Four Weddings And A Funeral  was of its time, people actually spoke, thought and behaved like that, and it saddens me to no end to think that its creator has forgotten the whole point of the satire he so wonderfully wrote.

All because his pissy little woke daughter objected.

Fighting Off The Bully

Apparently, dogs attacking people is becoming a thing in Britishland.

Here’s one to make you wonder:

Fighting off an XL bully is nearly “impossible,” according to a martial arts expert. Self-defense tycoon Matt Fiddes, 44, has called for a ban on the beasts and said that if anyone finds themselves confronted by one then do your best to run away.

Run away from a dog?  Yeah, that’ll work.  The exercise will just make him hungrier.

Of course, Over Here we don’t have to listen to bullshit like this because we have recourse to fine tools like this one:

…loaded with your choice of .410 goodness (I’m kinda torn between #2 and #5, but I can be persuaded, in Comments):

Of course, the Brits could use pepper spray — no wait:  “Carry and use of pepper spray by common citizens is banned under Section 5(1)(b) of the Firearms Act 1968”.

What about tasers or stun guns?  “Stun guns are considered firearms, and as such are also controlled under the Firearms Act 1968”.

Looks like they’re stuck with:

…although they’re probably also banned under the “Dangerous Club Act 1968”, or something.

Sure must be nice to live in such a state of fear — hooligans, thugs, dangerous dogs etc. — all because of stupid laws.

I prefer living in the state of Texas, thank you.

Where Are They Now?

Via Reader Old Texan in his Friday email, I see this lovely little thing:

…which leads me to ask:  whatever happened to cap guns? 

I grew up with the things — I mean, that one on the pic could have been the one I had as a kid, except my gun’s ur-nickel plating was long gone through much pocketing and abuse.  And my poor mother had to deal with my constant nagging each Saturday morning (when I got my paltry allowance) to take me to the hardware store or drugstore to get five rolls of those excellent caps (which would last me till, oh, Sunday afternoon;  I haven’t changed much).

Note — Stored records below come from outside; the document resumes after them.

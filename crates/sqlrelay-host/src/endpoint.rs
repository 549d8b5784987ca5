use std::fmt;
use std::io::{Read, Write};
use std::sync::atomic::{AtomicBool, Ordering};
use std::sync::mpsc::{channel, Receiver, Sender};
use std::sync::{Mutex, PoisonError};
use std::thread;

use sqlrelay_frame::{FrameError, MessageReader, MessageWriter, RpcMessage};
use tracing::debug;

use crate::error::{HostError, Result};

/// Which side of the relay an endpoint represents.
#[derive(Debug, Clone, Copy, PartialEq, Eq)]
pub enum Role {
    /// The interactive caller connected over this process's own stdio.
    UpstreamClient,
    /// The spawned subprocess doing the actual work.
    DownstreamWorker,
}

impl Role {
    pub fn as_str(self) -> &'static str {
        match self {
            Role::UpstreamClient => "upstream-client",
            Role::DownstreamWorker => "downstream-worker",
        }
    }

    /// The side messages from this endpoint are forwarded to.
    pub fn opposite(self) -> Role {
        match self {
            Role::UpstreamClient => Role::DownstreamWorker,
            Role::DownstreamWorker => Role::UpstreamClient,
        }
    }
}

impl fmt::Display for Role {
    fn fmt(&self, f: &mut fmt::Formatter<'_>) -> fmt::Result {
        f.write_str(self.as_str())
    }
}

enum Event {
    Message(RpcMessage),
    Closed(Option<FrameError>),
}

/// One side of the relay: a framed channel plus role and liveness.
///
/// A dedicated reader thread decodes incoming frames into an internal
/// queue, so a `receive()` pending on one thread can be unblocked by a
/// `close()` from another. Concurrent `send()`s are serialized; each
/// writes one complete frame.
pub struct Endpoint {
    role: Role,
    writer: Mutex<Option<MessageWriter<Box<dyn Write + Send>>>>,
    events: Mutex<Receiver<Event>>,
    wake_tx: Sender<Event>,
    alive: AtomicBool,
}

impl Endpoint {
    /// Build an endpoint over a raw stream pair and start its reader
    /// thread.
    pub fn from_stream<R, W>(reader: R, writer: W, role: Role) -> Self
    where
        R: Read + Send + 'static,
        W: Write + Send + 'static,
    {
        let (tx, rx) = channel();

        let reader_tx = tx.clone();
        let mut framed = MessageReader::new(reader);
        thread::spawn(move || loop {
            match framed.read_message() {
                Ok(message) => {
                    if reader_tx.send(Event::Message(message)).is_err() {
                        break; // endpoint dropped
                    }
                }
                Err(FrameError::ConnectionClosed) => {
                    let _ = reader_tx.send(Event::Closed(None));
                    break;
                }
                Err(err) => {
                    let _ = reader_tx.send(Event::Closed(Some(err)));
                    break;
                }
            }
        });

        Self {
            role,
            writer: Mutex::new(Some(MessageWriter::new(Box::new(writer)))),
            events: Mutex::new(rx),
            wake_tx: tx,
            alive: AtomicBool::new(true),
        }
    }

    pub fn role(&self) -> Role {
        self.role
    }

    pub fn is_alive(&self) -> bool {
        self.alive.load(Ordering::SeqCst)
    }

    /// Receive the next message, blocking until one arrives or the
    /// channel closes. A close from another thread unblocks the call.
    pub fn receive(&self) -> Result<RpcMessage> {
        if !self.is_alive() {
            return Err(HostError::ChannelClosed { role: self.role });
        }

        let events = self.events.lock().unwrap_or_else(PoisonError::into_inner);
        match events.recv() {
            Ok(Event::Message(message)) => Ok(message),
            Ok(Event::Closed(None)) | Err(_) => {
                drop(events);
                self.close();
                Err(HostError::ChannelClosed { role: self.role })
            }
            Ok(Event::Closed(Some(err))) => {
                drop(events);
                self.close();
                Err(HostError::Framing {
                    role: self.role,
                    source: err,
                })
            }
        }
    }

    /// Send one message as a complete frame. Concurrent senders are
    /// serialized; a failed send marks the channel dead.
    pub fn send(&self, message: &RpcMessage) -> Result<()> {
        let mut slot = self.writer.lock().unwrap_or_else(PoisonError::into_inner);
        let Some(writer) = slot.as_mut() else {
            return Err(HostError::ChannelClosed { role: self.role });
        };

        if let Err(err) = writer.write_message(message) {
            self.alive.store(false, Ordering::SeqCst);
            *slot = None;
            drop(slot);
            let _ = self.wake_tx.send(Event::Closed(None));
            return Err(HostError::ChannelWrite {
                role: self.role,
                source: err,
            });
        }

        Ok(())
    }

    /// Close the channel. Idempotent and safe to call from any thread;
    /// a pending `receive()` unblocks with a closure error. Dropping the
    /// write half signals EOF to a worker's stdin.
    pub fn close(&self) {
        if self.alive.swap(false, Ordering::SeqCst) {
            debug!(role = %self.role, "closing endpoint");
            let mut slot = self.writer.lock().unwrap_or_else(PoisonError::into_inner);
            *slot = None;
            drop(slot);
            let _ = self.wake_tx.send(Event::Closed(None));
        }
    }
}

#[cfg(all(test, unix))]
mod tests {
    use std::os::unix::net::UnixStream;
    use std::sync::Arc;
    use std::time::Duration;

    use sqlrelay_frame::MessageReader;

    use super::*;

    fn request(payload: &[u8]) -> RpcMessage {
        RpcMessage::from_slice(payload).unwrap()
    }

    /// Endpoint on one end of a socket pair, raw framed reader/writer on
    /// the other.
    fn endpoint_with_peer(role: Role) -> (Endpoint, MessageReader<UnixStream>, MessageWriter<UnixStream>) {
        let (ours, theirs) = UnixStream::pair().unwrap();
        let read_half = ours.try_clone().unwrap();
        let endpoint = Endpoint::from_stream(read_half, ours, role);
        let peer_reader = MessageReader::new(theirs.try_clone().unwrap());
        let peer_writer = MessageWriter::new(theirs);
        (endpoint, peer_reader, peer_writer)
    }

    #[test]
    fn send_and_receive_roundtrip() {
        let (endpoint, mut peer_reader, mut peer_writer) =
            endpoint_with_peer(Role::UpstreamClient);

        peer_writer
            .write_message(&request(br#"{"id":1,"method":"ping"}"#))
            .unwrap();
        let received = endpoint.receive().unwrap();
        assert_eq!(received.method(), Some("ping"));

        endpoint
            .send(&request(br#"{"id":1,"method":"pong"}"#))
            .unwrap();
        let echoed = peer_reader.read_message().unwrap();
        assert_eq!(echoed.method(), Some("pong"));
    }

    #[test]
    fn payload_passes_through_byte_for_byte() {
        let (endpoint, _peer_reader, mut peer_writer) =
            endpoint_with_peer(Role::DownstreamWorker);

        let raw = br#"{"id": 42,  "result": {"rows": [1,2,3],  "spacing":"kept"}}"#;
        peer_writer.send(raw).unwrap();

        let received = endpoint.receive().unwrap();
        assert_eq!(received.payload().as_ref(), raw);
    }

    #[test]
    fn receive_reports_closure_on_peer_eof() {
        let (endpoint, peer_reader, peer_writer) = endpoint_with_peer(Role::DownstreamWorker);
        drop(peer_reader);
        drop(peer_writer);

        let err = endpoint.receive().unwrap_err();
        assert!(matches!(
            err,
            HostError::ChannelClosed {
                role: Role::DownstreamWorker
            }
        ));
        assert!(!endpoint.is_alive());
    }

    #[test]
    fn receive_reports_framing_error_on_garbage() {
        let (ours, mut theirs) = UnixStream::pair().unwrap();
        let read_half = ours.try_clone().unwrap();
        let endpoint = Endpoint::from_stream(read_half, ours, Role::UpstreamClient);

        use std::io::Write as _;
        theirs.write_all(b"this is not a frame\r\n\r\n").unwrap();
        theirs.flush().unwrap();

        let err = endpoint.receive().unwrap_err();
        assert!(matches!(err, HostError::Framing { .. }));
        assert!(!endpoint.is_alive());
    }

    #[test]
    fn close_unblocks_pending_receive() {
        let (endpoint, _peer_reader, _peer_writer) = endpoint_with_peer(Role::UpstreamClient);
        let endpoint = Arc::new(endpoint);

        let pending = {
            let endpoint = Arc::clone(&endpoint);
            thread::spawn(move || endpoint.receive())
        };

        // Give the receiver time to block.
        thread::sleep(Duration::from_millis(50));
        endpoint.close();

        let result = pending.join().unwrap();
        assert!(matches!(result, Err(HostError::ChannelClosed { .. })));
    }

    #[test]
    fn close_is_idempotent() {
        let (endpoint, _peer_reader, _peer_writer) = endpoint_with_peer(Role::DownstreamWorker);

        endpoint.close();
        endpoint.close();
        assert!(!endpoint.is_alive());
    }

    #[test]
    fn send_after_close_fails() {
        let (endpoint, _peer_reader, _peer_writer) = endpoint_with_peer(Role::DownstreamWorker);

        endpoint.close();
        let err = endpoint
            .send(&request(br#"{"id":1,"method":"late"}"#))
            .unwrap_err();
        assert!(matches!(err, HostError::ChannelClosed { .. }));
    }

    #[test]
    fn send_failure_marks_channel_dead() {
        let (ours, theirs) = UnixStream::pair().unwrap();
        let read_half = ours.try_clone().unwrap();
        let endpoint = Endpoint::from_stream(read_half, ours, Role::DownstreamWorker);
        drop(theirs);

        // Writing into a closed socket fails after the peer is gone;
        // the first send may still land in the OS buffer.
        let message = request(br#"{"id":1,"method":"m"}"#);
        let mut failed = false;
        for _ in 0..16 {
            if endpoint.send(&message).is_err() {
                failed = true;
                break;
            }
        }
        assert!(failed);
        assert!(!endpoint.is_alive());
    }

    #[test]
    fn roles_are_labelled_for_diagnostics() {
        assert_eq!(Role::UpstreamClient.to_string(), "upstream-client");
        assert_eq!(Role::DownstreamWorker.to_string(), "downstream-worker");
        assert_eq!(Role::UpstreamClient.opposite(), Role::DownstreamWorker);
        assert_eq!(Role::DownstreamWorker.opposite(), Role::UpstreamClient);
    }

    #[test]
    fn per_direction_order_is_preserved() {
        let (endpoint, _peer_reader, mut peer_writer) =
            endpoint_with_peer(Role::UpstreamClient);

        for index in 0..32 {
            let payload = format!(r#"{{"id":{index},"method":"seq"}}"#);
            peer_writer.send(payload.as_bytes()).unwrap();
        }

        for index in 0..32 {
            let received = endpoint.receive().unwrap();
            let expected = format!(r#"{{"id":{index},"method":"seq"}}"#);
            assert_eq!(received.payload().as_ref(), expected.as_bytes());
        }
    }
}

I’d assumed that they’d been declared illegal because eeeevil guns, and caps ditto because EXPLOSIVE MATERIAL!!!!  but I see that plastic ones (eeewww!!!), die-cast revolvers and even cap roll guns are sold through Amazon.  Sadly, the first two of these use “ring caps” which are terrible because boys can’t create mini-explosive devices out of them, as we did with the cap rolls when I were a Lad Of Extreme Mischief.  (I should point out that my Dad showed me how to do this, which says it all, really.)

But can you buy ring caps or paper roll caps through Amazon?  Silly rabbit, of course you can’t, no doubt because you have to fill out ATF Form #4376-5-3 or some such bullshit before such a sale can be “allowed”.

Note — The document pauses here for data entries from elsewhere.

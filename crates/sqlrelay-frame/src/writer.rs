use std::io::{ErrorKind, Write};

use bytes::BytesMut;
use tracing::trace;

use crate::codec::{encode_frame, FrameConfig};
use crate::error::{FrameError, Result};
use crate::message::RpcMessage;

const INITIAL_BUFFER_CAPACITY: usize = 8 * 1024;

/// Writes complete framed messages to any `Write` stream.
pub struct MessageWriter<T> {
    inner: T,
    buf: BytesMut,
    config: FrameConfig,
}

impl<T: Write> MessageWriter<T> {
    /// Create a new message writer with default configuration.
    pub fn new(inner: T) -> Self {
        Self::with_config(inner, FrameConfig::default())
    }

    /// Create a new message writer with explicit configuration.
    pub fn with_config(inner: T, config: FrameConfig) -> Self {
        Self {
            inner,
            buf: BytesMut::with_capacity(INITIAL_BUFFER_CAPACITY),
            config,
        }
    }

    /// Write one complete framed message and flush (blocking).
    pub fn write_message(&mut self, message: &RpcMessage) -> Result<()> {
        self.send(message.payload().as_ref())
    }

    /// Frame and send a raw payload.
    pub fn send(&mut self, payload: &[u8]) -> Result<()> {
        if payload.len() > self.config.max_payload_size {
            return Err(FrameError::PayloadTooLarge {
                size: payload.len(),
                max: self.config.max_payload_size,
            });
        }

        self.buf.clear();
        encode_frame(payload, &mut self.buf);

        let mut offset = 0usize;
        while offset < self.buf.len() {
            match self.inner.write(&self.buf[offset..]) {
                Ok(0) => return Err(FrameError::ConnectionClosed),
                Ok(n) => offset += n,
                Err(err) if err.kind() == ErrorKind::Interrupted => continue,
                Err(err) if err.kind() == ErrorKind::WouldBlock => continue,
                Err(err) => return Err(FrameError::Io(err)),
            }
        }

        trace!(len = payload.len(), "message written");
        self.flush()
    }

    /// Flush the underlying stream.
    pub fn flush(&mut self) -> Result<()> {
        loop {
            match self.inner.flush() {
                Ok(()) => return Ok(()),
                Err(err) if err.kind() == ErrorKind::Interrupted => continue,
                Err(err) if err.kind() == ErrorKind::WouldBlock => continue,
                Err(err) => return Err(FrameError::Io(err)),
            }
        }
    }

    /// Borrow the underlying stream.
    pub fn get_ref(&self) -> &T {
        &self.inner
    }

    /// Consume the writer and return the inner stream.
    pub fn into_inner(self) -> T {
        self.inner
    }

    /// Current writer configuration.
    pub fn config(&self) -> &FrameConfig {
        &self.config
    }
}

#[cfg(test)]
mod tests {
    use std::io::Cursor;

    use super::*;
    use crate::codec::decode_frame;

    fn message(payload: &[u8]) -> RpcMessage {
        RpcMessage::from_slice(payload).unwrap()
    }

    #[test]
    fn write_single_message() {
        let mut writer = MessageWriter::new(Cursor::new(Vec::<u8>::new()));
        writer.write_message(&message(br#"{"id":1,"method":"m"}"#)).unwrap();

        let mut wire = BytesMut::from(writer.into_inner().into_inner().as_slice());
        let decoded = decode_frame(&mut wire, usize::MAX).unwrap().unwrap();
        assert_eq!(decoded.as_ref(), br#"{"id":1,"method":"m"}"#);
    }

    #[test]
    fn write_multiple_messages() {
        let mut writer = MessageWriter::new(Cursor::new(Vec::<u8>::new()));
        writer.write_message(&message(br#"{"id":1,"method":"a"}"#)).unwrap();
        writer.write_message(&message(br#"{"id":2,"method":"b"}"#)).unwrap();

        let mut wire = BytesMut::from(writer.into_inner().into_inner().as_slice());
        let first = decode_frame(&mut wire, usize::MAX).unwrap().unwrap();
        let second = decode_frame(&mut wire, usize::MAX).unwrap().unwrap();

        assert_eq!(first.as_ref(), br#"{"id":1,"method":"a"}"#);
        assert_eq!(second.as_ref(), br#"{"id":2,"method":"b"}"#);
    }

    #[test]
    fn payload_too_large_rejected() {
        let cfg = FrameConfig {
            max_payload_size: 4,
        };
        let mut writer = MessageWriter::with_config(Cursor::new(Vec::<u8>::new()), cfg);

        let err = writer.send(br#"{"id":1,"method":"oversized"}"#).unwrap_err();
        assert!(matches!(err, FrameError::PayloadTooLarge { .. }));
    }

    #[test]
    fn connection_closed_when_write_returns_zero() {
        let mut writer = MessageWriter::new(ZeroWriter);
        let err = writer.send(b"{}").unwrap_err();
        assert!(matches!(err, FrameError::ConnectionClosed));
    }

    #[test]
    fn handles_interrupted_write_and_flush() {
        let sink = InterruptedWriteThenFlush {
            wrote_once: false,
            flush_interrupted: false,
            data: Vec::new(),
        };

        let mut writer = MessageWriter::new(sink);
        writer.send(br#"{"id":5,"method":"retry"}"#).unwrap();

        assert!(!writer.into_inner().data.is_empty());
    }

    #[test]
    fn written_bytes_decode_back() {
        let mut writer = MessageWriter::new(Cursor::new(Vec::<u8>::new()));
        let sent = message(br#"{"id":3,"method":"echo","params":{"v":[1,2]}}"#);
        writer.write_message(&sent).unwrap();

        let wire = writer.into_inner().into_inner();
        let mut reader = crate::reader::MessageReader::new(Cursor::new(wire));
        let received = reader.read_message().unwrap();

        assert_eq!(received.payload(), sent.payload());
    }

    struct ZeroWriter;

    impl Write for ZeroWriter {
        fn write(&mut self, _buf: &[u8]) -> std::io::Result<usize> {
            Ok(0)
        }

        fn flush(&mut self) -> std::io::Result<()> {
            Ok(())
        }
    }

    struct InterruptedWriteThenFlush {
        wrote_once: bool,
        flush_interrupted: bool,
        data: Vec<u8>,
    }

    impl Write for InterruptedWriteThenFlush {
        fn write(&mut self, buf: &[u8]) -> std::io::Result<usize> {
            if !self.wrote_once {
                self.wrote_once = true;
                return Err(std::io::Error::from(ErrorKind::Interrupted));
            }
            self.data.extend_from_slice(buf);
            Ok(buf.len())
        }

        fn flush(&mut self) -> std::io::Result<()> {
            if !self.flush_interrupted {
                self.flush_interrupted = true;
                return Err(std::io::Error::from(ErrorKind::Interrupted));
            }
            Ok(())
        }
    }
}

I think you can still buy the cap rolls at Tractor Supply stores and ring caps at Big Lots! (note: they are out of stock in both outlets).  But wait:  what have we here?  Aaahhh, Tin Toy Arcade to the rescue:


I have to say, though, that relatively speaking, those guns are Colt Python-expensive, for toys.  Especially when you can get the Real Thing for a little more than three times the price:

…and the plainer .22 LR-only version for little more than double:

…as used by Daughter as her first gun.

But let’s not go there.

I suspect, by the way, that societal pressure is forcing these lovely cap guns to be disappearing fast because We Cannot Allow Children To Play With Violent Toys.

What a load of old bollocks.


Oh good grief:

Will Smith has sought help in the wake of his infamous slap of Chris Rock at the Academy Awards.  Smith, 53, ‘has been going to therapy after the Oscars incident’.

Don’t need therapy, bro — just a testosterone injection will do the trick.

Bitch-slapping a guy for insulting your wife:  good.

Getting therapy to deal with fallout from said incident:  total pussy.

Be a man:  express no remorse and tell ’em all to fuck off.